The long-term impacts and best course of action for tapering or ceasing omalizumab therapy is still unknown. Dose reduction and elongating the time between dosages are possible ways of tapering [15] . Studies indicated that most patients experience severe urticarial symptoms 4 - 8 weeks after their final omalizumab injection [2] . According to Romano et al., tapering to 150 mg per month and increasing the interval beyond 28 to 30 days did not provide lasting relief [10] . The OPTIMA trial, involving 314 chronic spontaneous urticaria patients who received 150 mg/300mg of omalizumab every 4 weeks for 24 weeks, revealed that 49% of the participants experienced a relapse of symptoms within 8 weeks, with the median time to relapse being 4.7 weeks after discontinuation of omalizumab [12] .

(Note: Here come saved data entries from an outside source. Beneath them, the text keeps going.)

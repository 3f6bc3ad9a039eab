//! HTTP-level tests for the loan routes
//!
//! Validation failures reject before any database I/O, so these run
//! against a lazy pool that never connects.

#[cfg(test)]
mod tests {
    use std::sync::Arc;

    use axum::body::Body;
    use axum::http::{Request, StatusCode};
    use axum::Router;
    use sqlx::postgres::PgPoolOptions;
    use tower::ServiceExt;

    use loan_api::loan::LoanService;
    use loan_api::publisher::LoanEventPublisher;
    use loan_api::routes;
    use loan_api::state::AppState;
    use loan_messaging::{ChannelBus, RetryPolicy};

    fn test_app() -> Router {
        let pool = PgPoolOptions::new()
            .connect_lazy("postgresql://localhost/loan_api_unused")
            .expect("lazy pool");

        let publisher = Arc::new(LoanEventPublisher::new(Arc::new(ChannelBus::new(
            RetryPolicy::none(),
        ))));
        let service = Arc::new(LoanService::new(pool.clone(), publisher));

        Router::new()
            .merge(routes::loan_routes())
            .with_state(AppState::new(service, pool))
    }

    fn post_loans(body: &str) -> Request<Body> {
        Request::builder()
            .method("POST")
            .uri("/api/loans")
            .header("content-type", "application/json")
            .body(Body::from(body.to_string()))
            .expect("request")
    }

    async fn body_string(response: axum::response::Response) -> String {
        let bytes = axum::body::to_bytes(response.into_body(), 64 * 1024)
            .await
            .expect("body");
        String::from_utf8(bytes.to_vec()).expect("utf8 body")
    }

    #[tokio::test]
    async fn test_zero_amount_returns_400() {
        let app = test_app();

        let response = app
            .oneshot(post_loans(
                r#"{"customerId":"CUST-2","amount":0,"terms":24}"#,
            ))
            .await
            .unwrap();

        assert_eq!(response.status(), StatusCode::BAD_REQUEST);
        let body = body_string(response).await;
        assert!(body.contains("Amount must be greater than 0"));
    }

    #[tokio::test]
    async fn test_out_of_range_terms_returns_400() {
        let app = test_app();

        let response = app
            .oneshot(post_loans(
                r#"{"customerId":"CUST-2","amount":5000,"terms":5}"#,
            ))
            .await
            .unwrap();

        assert_eq!(response.status(), StatusCode::BAD_REQUEST);
        let body = body_string(response).await;
        assert!(body.contains("Terms must be between 6 and 60 months"));
    }
}
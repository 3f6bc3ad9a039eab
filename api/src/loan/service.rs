//! Loan service layer - submission, read projections, and the
//! post-commit publish hook

use std::sync::Arc;

use chrono::Utc;
use sqlx::PgPool;
use uuid::Uuid;

use crate::db;
use crate::error::ApiError;
use crate::loan::model::{
    generate_loan_id, CreateLoanRequest, CreateLoanResponse, Loan, LoanEvent, LoanEventPayload,
    LoanEventRow, LoanResponse, LoanStatus, SubmissionMetadata, DEFAULT_TERMS,
    EVENT_TYPE_SUBMITTED,
};
use crate::publisher::LoanEventPublisher;

/// Loan service owning writes to the loans and loan_events tables.
#[derive(Clone)]
pub struct LoanService {
    db_pool: PgPool,
    publisher: Arc<LoanEventPublisher>,
}

impl LoanService {
    pub fn new(db_pool: PgPool, publisher: Arc<LoanEventPublisher>) -> Self {
        Self { db_pool, publisher }
    }

    /// Submit a loan application.
    ///
    /// The loan row and its LoanSubmitted event are written in one
    /// transaction, rerun as a unit on transient connectivity failures.
    /// After commit the new events are republished as integration
    /// events; a publish failure fails the request even though the rows
    /// are already committed, so a lost publish never passes unnoticed.
    pub async fn submit_loan(
        &self,
        request: CreateLoanRequest,
    ) -> Result<CreateLoanResponse, ApiError> {
        validate_submission(&request)?;

        let metadata = serde_json::to_value(SubmissionMetadata::for_submission(request.terms))?;

        let (loan, event) = self.persist_submission(&request, &metadata).await?;

        self.publish_submitted_events(std::slice::from_ref(&event))
            .await?;

        Ok(CreateLoanResponse {
            loan_id: loan.id,
            status: loan.status.as_str().to_string(),
            submitted_at: loan.created_at,
        })
    }

    /// Execution strategy: rerun the whole transactional unit on
    /// transient failures, with bounded fixed delays. A fresh loan id is
    /// generated per attempt so a replayed commit cannot collide with a
    /// previously committed one.
    async fn persist_submission(
        &self,
        request: &CreateLoanRequest,
        metadata: &serde_json::Value,
    ) -> Result<(Loan, LoanEvent), ApiError> {
        let mut attempt = 0;
        loop {
            match self.insert_submission(request, metadata).await {
                Ok(pair) => return Ok(pair),
                Err(err)
                    if db::is_transient(&err) && attempt < db::TRANSIENT_RETRY_DELAYS.len() =>
                {
                    tracing::warn!(
                        customer_id = %request.customer_id,
                        attempt = attempt + 1,
                        error = %err,
                        "Transient database failure, retrying submission"
                    );
                    tokio::time::sleep(db::TRANSIENT_RETRY_DELAYS[attempt]).await;
                    attempt += 1;
                }
                Err(err) => return Err(err.into()),
            }
        }
    }

    /// One transactional unit: insert the loan and its submission event.
    async fn insert_submission(
        &self,
        request: &CreateLoanRequest,
        metadata: &serde_json::Value,
    ) -> Result<(Loan, LoanEvent), sqlx::Error> {
        let now = Utc::now();
        let loan_id = generate_loan_id(now);

        let mut tx = self.db_pool.begin().await?;

        let loan = sqlx::query_as::<_, Loan>(
            r#"
            INSERT INTO loans (id, customer_id, amount, interest_rate, monthly_payment, status, created_at)
            VALUES ($1, $2, $3, $4, $5, $6, $7)
            RETURNING *
            "#,
        )
        .bind(&loan_id)
        .bind(&request.customer_id)
        .bind(request.amount)
        .bind(0.0f64)
        .bind(0.0f64)
        .bind(LoanStatus::Submitted)
        .bind(now)
        .fetch_one(&mut *tx)
        .await?;

        let row = sqlx::query_as::<_, LoanEventRow>(
            r#"
            INSERT INTO loan_events (id, loan_id, event_type, "timestamp", version, metadata, customer_id, amount)
            VALUES ($1, $2, $3, $4, $5, $6, $7, $8)
            RETURNING *
            "#,
        )
        .bind(Uuid::new_v4())
        .bind(&loan_id)
        .bind(EVENT_TYPE_SUBMITTED)
        .bind(now)
        .bind(1i32)
        .bind(metadata)
        .bind(&request.customer_id)
        .bind(request.amount)
        .fetch_one(&mut *tx)
        .await?;

        tx.commit().await?;

        let event = LoanEvent::try_from(row).map_err(|err| {
            sqlx::Error::Decode(format!("inserted event row did not map back: {}", err).into())
        })?;

        Ok((loan, event))
    }

    /// Post-commit publish hook.
    ///
    /// For each newly persisted LoanSubmitted event, re-read the parent
    /// loan and republish it as an integration event. Failures propagate
    /// to the caller; the committed rows stay in place.
    async fn publish_submitted_events(&self, events: &[LoanEvent]) -> Result<(), ApiError> {
        for event in events {
            if !matches!(event.payload, LoanEventPayload::Submitted { .. }) {
                continue;
            }

            let Some(loan) = self.find_loan(&event.loan_id).await? else {
                tracing::warn!(
                    loan_id = %event.loan_id,
                    "Submission event has no parent loan, skipping publish"
                );
                continue;
            };

            let terms = resolve_terms(&event.loan_id, event.metadata.as_ref());

            if let Err(err) = self.publisher.publish_loan_submitted(&loan, terms).await {
                tracing::error!(
                    loan_id = %event.loan_id,
                    error = %err,
                    "Error publishing event for loan"
                );
                return Err(err.into());
            }
        }

        Ok(())
    }

    async fn find_loan(&self, id: &str) -> Result<Option<Loan>, ApiError> {
        let loan = sqlx::query_as::<_, Loan>("SELECT * FROM loans WHERE id = $1")
            .bind(id)
            .fetch_optional(&self.db_pool)
            .await?;
        Ok(loan)
    }

    async fn load_events(&self, loan_id: &str) -> Result<Vec<LoanEvent>, ApiError> {
        let rows = sqlx::query_as::<_, LoanEventRow>(
            r#"SELECT * FROM loan_events WHERE loan_id = $1 ORDER BY "timestamp""#,
        )
        .bind(loan_id)
        .fetch_all(&self.db_pool)
        .await?;

        rows.into_iter().map(LoanEvent::try_from).collect()
    }

    /// List all loans with their ordered event history.
    pub async fn list_loans(&self) -> Result<Vec<LoanResponse>, ApiError> {
        let loans = sqlx::query_as::<_, Loan>("SELECT * FROM loans ORDER BY created_at DESC")
            .fetch_all(&self.db_pool)
            .await?;

        let mut responses = Vec::with_capacity(loans.len());
        for loan in loans {
            let events = self.load_events(&loan.id).await?;
            responses.push(LoanResponse::from_parts(loan, events));
        }

        Ok(responses)
    }

    /// Fetch one loan with its ordered event history.
    pub async fn get_loan(&self, id: &str) -> Result<LoanResponse, ApiError> {
        let loan = self
            .find_loan(id)
            .await?
            .ok_or_else(|| ApiError::NotFound(format!("Loan with ID {} not found", id)))?;

        let events = self.load_events(&loan.id).await?;

        Ok(LoanResponse::from_parts(loan, events))
    }
}

/// Submission-time validation; these bounds are not persisted as loan
/// fields.
fn validate_submission(request: &CreateLoanRequest) -> Result<(), ApiError> {
    if request.amount <= 0.0 {
        return Err(ApiError::BadRequest(
            "Amount must be greater than 0".to_string(),
        ));
    }

    if !(6..=60).contains(&request.terms) {
        return Err(ApiError::BadRequest(
            "Terms must be between 6 and 60 months".to_string(),
        ));
    }

    Ok(())
}

/// Extract the term count from event metadata.
///
/// Malformed or missing metadata is tolerated: a warning is logged and
/// the default of 12 months is substituted.
fn resolve_terms(loan_id: &str, metadata: Option<&serde_json::Value>) -> i32 {
    let Some(raw) = metadata else {
        return DEFAULT_TERMS;
    };

    match serde_json::from_value::<SubmissionMetadata>(raw.clone()) {
        Ok(parsed) => parsed.terms.unwrap_or(DEFAULT_TERMS),
        Err(err) => {
            tracing::warn!(
                loan_id = %loan_id,
                metadata = %raw,
                error = %err,
                "Could not parse metadata for loan"
            );
            DEFAULT_TERMS
        }
    }
}

#[cfg(test)]
mod tests {
    use super::*;
    use serde_json::json;

    fn request(amount: f64, terms: i32) -> CreateLoanRequest {
        CreateLoanRequest {
            customer_id: "CUST-1".to_string(),
            amount,
            terms,
        }
    }

    #[test]
    fn test_zero_amount_is_rejected() {
        let err = validate_submission(&request(0.0, 24)).unwrap_err();
        assert!(matches!(err, ApiError::BadRequest(_)));
        assert!(err.to_string().contains("Amount must be greater than 0"));
    }

    #[test]
    fn test_negative_amount_is_rejected() {
        assert!(validate_submission(&request(-100.0, 24)).is_err());
    }

    #[test]
    fn test_terms_out_of_range_are_rejected() {
        let err = validate_submission(&request(5000.0, 5)).unwrap_err();
        assert!(err
            .to_string()
            .contains("Terms must be between 6 and 60 months"));
        assert!(validate_submission(&request(5000.0, 61)).is_err());
    }

    #[test]
    fn test_boundary_terms_are_accepted() {
        assert!(validate_submission(&request(5000.0, 6)).is_ok());
        assert!(validate_submission(&request(5000.0, 60)).is_ok());
    }

    #[test]
    fn test_resolve_terms_from_valid_metadata() {
        let metadata = json!({"terms": 36, "submittedVia": "web-api"});
        assert_eq!(resolve_terms("LOAN-1", Some(&metadata)), 36);
    }

    #[test]
    fn test_resolve_terms_defaults_when_missing() {
        assert_eq!(resolve_terms("LOAN-1", None), DEFAULT_TERMS);

        let metadata = json!({"submittedVia": "web-api"});
        assert_eq!(resolve_terms("LOAN-1", Some(&metadata)), DEFAULT_TERMS);
    }

    #[test]
    fn test_resolve_terms_defaults_when_malformed() {
        let metadata = json!({"terms": "thirty-six"});
        assert_eq!(resolve_terms("LOAN-1", Some(&metadata)), DEFAULT_TERMS);

        let metadata = json!("not an object");
        assert_eq!(resolve_terms("LOAN-1", Some(&metadata)), DEFAULT_TERMS);
    }
}
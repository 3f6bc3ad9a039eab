//! AMQP (RabbitMQ) bus implementation.
//!
//! Publishes directly to durable queues via the default exchange; the
//! queue name is the routing key. Consumers run on a background task
//! with automatic reconnection.

use std::sync::Arc;
use std::time::Duration;

use async_trait::async_trait;
use deadpool_lapin::{Manager, Pool, PoolError};
use futures_util::StreamExt;
use lapin::{
    options::{BasicConsumeOptions, BasicNackOptions, BasicPublishOptions, BasicQosOptions, QueueDeclareOptions},
    types::FieldTable,
    BasicProperties, Channel,
};
use tracing::{debug, error, info, warn};

use crate::{deliver_with_retry, BusError, MessageBus, MessageHandler, Result, RetryPolicy};

/// Pause between consumer reconnection attempts.
const RECONNECT_DELAY: Duration = Duration::from_secs(1);

/// RabbitMQ message bus over pooled lapin connections.
pub struct AmqpBus {
    pool: Pool,
    retry: RetryPolicy,
}

impl AmqpBus {
    /// Connect to the broker and verify the connection.
    pub async fn connect(url: &str, retry: RetryPolicy) -> Result<Self> {
        let manager = Manager::new(url.to_string(), Default::default());
        let pool = Pool::builder(manager)
            .max_size(10)
            .build()
            .map_err(|e| BusError::Connection(format!("Failed to create pool: {}", e)))?;

        // Verify connectivity up front so misconfiguration fails at startup.
        pool.get()
            .await
            .map_err(|e| BusError::Connection(format!("Failed to connect: {}", e)))?;

        info!(url = %url, "Connected to AMQP broker");

        Ok(Self { pool, retry })
    }

    /// Get a fresh channel from the pool.
    async fn get_channel(&self) -> Result<Channel> {
        let conn = self.pool.get().await.map_err(|e: PoolError| {
            BusError::Connection(format!("Failed to get connection from pool: {}", e))
        })?;

        conn.create_channel()
            .await
            .map_err(|e| BusError::Connection(format!("Failed to create channel: {}", e)))
    }

    async fn declare_queue(channel: &Channel, queue: &str) -> Result<()> {
        channel
            .queue_declare(
                queue,
                QueueDeclareOptions {
                    durable: true,
                    ..Default::default()
                },
                FieldTable::default(),
            )
            .await
            .map_err(|e| BusError::Connection(format!("Failed to declare queue: {}", e)))?;
        Ok(())
    }

    async fn try_publish(&self, queue: &str, payload: &[u8]) -> Result<()> {
        let channel = self.get_channel().await?;
        Self::declare_queue(&channel, queue).await?;

        let properties = BasicProperties::default()
            .with_content_type("application/json".into())
            .with_delivery_mode(2); // persistent

        channel
            .basic_publish(
                "",
                queue,
                BasicPublishOptions::default(),
                payload,
                properties,
            )
            .await
            .map_err(|e| BusError::Publish(e.to_string()))?
            .await
            .map_err(|e| BusError::Publish(e.to_string()))?;

        Ok(())
    }

    /// Consumer loop with reconnection; runs until the process exits.
    async fn consume_with_reconnect(
        pool: Pool,
        queue: String,
        handler: Arc<dyn MessageHandler>,
        retry: RetryPolicy,
    ) {
        loop {
            match Self::setup_consumer(&pool, &queue).await {
                Ok(mut consumer) => {
                    info!(queue = %queue, "Consumer connected, processing messages");

                    while let Some(delivery) = consumer.next().await {
                        let delivery = match delivery {
                            Ok(d) => d,
                            Err(e) => {
                                error!(queue = %queue, error = %e, "Consumer delivery error, will reconnect");
                                break;
                            }
                        };

                        match deliver_with_retry(&handler, &queue, &delivery.data, &retry).await {
                            Ok(()) => {
                                if let Err(e) = delivery.ack(Default::default()).await {
                                    error!(queue = %queue, error = %e, "Failed to ack message");
                                }
                            }
                            Err(_) => {
                                // Retries exhausted; hand the message to the
                                // broker's dead-letter handling.
                                let nack = BasicNackOptions {
                                    requeue: false,
                                    ..Default::default()
                                };
                                if let Err(e) = delivery.nack(nack).await {
                                    error!(queue = %queue, error = %e, "Failed to nack message");
                                }
                            }
                        }
                    }

                    info!(queue = %queue, "Consumer stream ended, reconnecting");
                }
                Err(e) => {
                    error!(queue = %queue, error = %e, "Failed to set up consumer, retrying");
                }
            }

            tokio::time::sleep(RECONNECT_DELAY).await;
        }
    }

    async fn setup_consumer(pool: &Pool, queue: &str) -> Result<lapin::Consumer> {
        let conn = pool.get().await.map_err(|e: PoolError| {
            BusError::Connection(format!("Failed to get connection from pool: {}", e))
        })?;

        let channel = conn
            .create_channel()
            .await
            .map_err(|e| BusError::Connection(format!("Failed to create channel: {}", e)))?;

        Self::declare_queue(&channel, queue).await?;

        // One unacked message at a time; retries happen per message.
        channel
            .basic_qos(1, BasicQosOptions::default())
            .await
            .map_err(|e| BusError::Subscribe(format!("Failed to set QoS: {}", e)))?;

        let consumer = channel
            .basic_consume(
                queue,
                "loan-consumer",
                BasicConsumeOptions::default(),
                FieldTable::default(),
            )
            .await
            .map_err(|e| BusError::Subscribe(format!("Failed to start consumer: {}", e)))?;

        Ok(consumer)
    }
}

#[async_trait]
impl MessageBus for AmqpBus {
    async fn publish(&self, queue: &str, payload: Vec<u8>) -> Result<()> {
        let mut last_err = None;

        for (attempt, delay) in self.retry.delays().enumerate() {
            if !delay.is_zero() {
                tokio::time::sleep(delay).await;
            }

            match self.try_publish(queue, &payload).await {
                Ok(()) => {
                    if attempt > 0 {
                        debug!(queue = %queue, attempt = attempt + 1, "Publish succeeded after retry");
                    }
                    return Ok(());
                }
                Err(err) => {
                    warn!(
                        queue = %queue,
                        attempt = attempt + 1,
                        max_attempts = self.retry.max_attempts(),
                        error = %err,
                        "Publish attempt failed"
                    );
                    last_err = Some(err);
                }
            }
        }

        Err(last_err.unwrap_or_else(|| BusError::Publish("no attempts made".to_string())))
    }

    async fn subscribe(&self, queue: &str, handler: Arc<dyn MessageHandler>) -> Result<()> {
        let pool = self.pool.clone();
        let retry = self.retry.clone();
        let queue = queue.to_string();

        tokio::spawn(async move {
            Self::consume_with_reconnect(pool, queue, handler, retry).await;
        });

        Ok(())
    }
}
//! Centralized API error handling for the loan service
//!
//! Provides a unified error type with HTTP status code mapping and JSON
//! error responses. Server-side failures are logged with full detail but
//! surface to clients as a generic message.

use axum::{
    http::StatusCode,
    response::{IntoResponse, Response},
    Json,
};
use serde::Serialize;
use thiserror::Error;

/// Message returned to clients for any 5xx failure.
const GENERIC_SERVER_ERROR: &str = "An error occurred while processing your request";

/// API error type with HTTP status code mapping
#[derive(Error, Debug)]
pub enum ApiError {
    #[error("Resource not found: {0}")]
    NotFound(String),

    #[error("Bad request: {0}")]
    BadRequest(String),

    #[error("Database error: {0}")]
    DatabaseError(String),

    #[error("Publish error: {0}")]
    PublishError(String),

    #[error("Internal server error: {0}")]
    InternalError(String),
}

/// JSON error response body
#[derive(Serialize)]
pub struct ErrorResponse {
    pub error: ErrorDetails,
}

/// Error details in the response
#[derive(Serialize)]
pub struct ErrorDetails {
    pub code: String,
    pub message: String,
}

impl ApiError {
    /// Get the error code string
    pub fn error_code(&self) -> &'static str {
        match self {
            ApiError::NotFound(_) => "NOT_FOUND",
            ApiError::BadRequest(_) => "BAD_REQUEST",
            ApiError::DatabaseError(_) => "DATABASE_ERROR",
            ApiError::PublishError(_) => "PUBLISH_ERROR",
            ApiError::InternalError(_) => "INTERNAL_ERROR",
        }
    }

    /// Get the HTTP status code
    pub fn status_code(&self) -> StatusCode {
        match self {
            ApiError::NotFound(_) => StatusCode::NOT_FOUND,
            ApiError::BadRequest(_) => StatusCode::BAD_REQUEST,
            ApiError::DatabaseError(_)
            | ApiError::PublishError(_)
            | ApiError::InternalError(_) => StatusCode::INTERNAL_SERVER_ERROR,
        }
    }
}

impl IntoResponse for ApiError {
    fn into_response(self) -> Response {
        let status = self.status_code();
        let error_code = self.error_code();
        let message = self.to_string();

        // Clients never see internal detail on server errors.
        let client_message = if status.is_server_error() {
            tracing::error!(error = %message, code = %error_code, "Server error occurred");
            GENERIC_SERVER_ERROR.to_string()
        } else {
            tracing::debug!(error = %message, code = %error_code, "Client error occurred");
            message
        };

        let body = ErrorResponse {
            error: ErrorDetails {
                code: error_code.to_string(),
                message: client_message,
            },
        };

        (status, Json(body)).into_response()
    }
}

// Convenience conversions from common error types

impl From<sqlx::Error> for ApiError {
    fn from(err: sqlx::Error) -> Self {
        match err {
            sqlx::Error::RowNotFound => ApiError::NotFound("Resource not found".to_string()),
            _ => ApiError::DatabaseError(err.to_string()),
        }
    }
}

impl From<loan_messaging::BusError> for ApiError {
    fn from(err: loan_messaging::BusError) -> Self {
        ApiError::PublishError(err.to_string())
    }
}

impl From<serde_json::Error> for ApiError {
    fn from(err: serde_json::Error) -> Self {
        ApiError::InternalError(format!("Serialization failed: {}", err))
    }
}

/// Result type alias using ApiError
pub type ApiResult<T> = Result<T, ApiError>;

#[cfg(test)]
mod tests {
    use super::*;

    #[test]
    fn test_error_codes() {
        assert_eq!(
            ApiError::NotFound("test".to_string()).error_code(),
            "NOT_FOUND"
        );
        assert_eq!(
            ApiError::BadRequest("test".to_string()).error_code(),
            "BAD_REQUEST"
        );
        assert_eq!(
            ApiError::PublishError("test".to_string()).error_code(),
            "PUBLISH_ERROR"
        );
    }

    #[test]
    fn test_status_codes() {
        assert_eq!(
            ApiError::NotFound("test".to_string()).status_code(),
            StatusCode::NOT_FOUND
        );
        assert_eq!(
            ApiError::BadRequest("test".to_string()).status_code(),
            StatusCode::BAD_REQUEST
        );
        assert_eq!(
            ApiError::DatabaseError("test".to_string()).status_code(),
            StatusCode::INTERNAL_SERVER_ERROR
        );
        assert_eq!(
            ApiError::PublishError("test".to_string()).status_code(),
            StatusCode::INTERNAL_SERVER_ERROR
        );
    }

    #[test]
    fn test_row_not_found_maps_to_not_found() {
        let err: ApiError = sqlx::Error::RowNotFound.into();
        assert_eq!(err.status_code(), StatusCode::NOT_FOUND);
    }
}
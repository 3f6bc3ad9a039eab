//! Loan API library
//!
//! Exports the core modules of the loan-origination service.

pub mod config;
pub mod db;
pub mod error;
pub mod handlers;
pub mod loan;
pub mod publisher;
pub mod routes;
pub mod state;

Studies have shown that women, those with prolonged disease duration, high basal IgE levels and rapid treatment responders to omalizumab are likely to experience a recurrence after cessation of omalizumab treatment [11] [12] . It is uncertain, however, which patient features are linked to the probability and speed of relapse after ceasing omalizumab [15] . In this case, the patient being a female with a long-term urticaria increased her susceptibility to an early relapse, but the normal level of IgE offset the risk. Over the course of 12 months, our patient experienced a complete absence of urticaria outbreaks. This favorable outcome was achieved through an initial monthly administration of omalizumab for the first 6 months, followed by a transition to a bi-monthly schedule for the subsequent 6 months. This success instilled us with the assurance to pursue an incremental approach, whereby the interval between doses would be extended by an additional month every six months. Our plan involved extending the interval by an additional month every six months, gradually reducing the frequency with an ultimate goal of complete discontinuation of the medication.

To gain better understanding of clinical and serological markers which could potentially impact outcomes for chronic urticaria patients treated with omalizumab, larger-scale studies must be conducted [14] . Because of the potential for spontaneous remission, attempts should be made to reduce dosage of omalizumab, and generally, retreatment will quickly induce remission [9] .

4. Conclusion

The efficacy of omalizumab for treating CSU is well-known; however, the length of its effects, the most suitable way of tapering and ceasing the medication, and the likelihood of relapse and remission after its discontinuation are all yet to be fully elucidated. Determination of the clinical and serological factors that influence the management of individuals who have been treated with omalizumab is essential. By closely monitoring the clinical response to gradually reducing omalizumab over an extended period, we can establish the optimal approach for tapering and discontinuation.

Conflicts of Interest

The authors declare no conflicts of interest regarding the publication of this paper.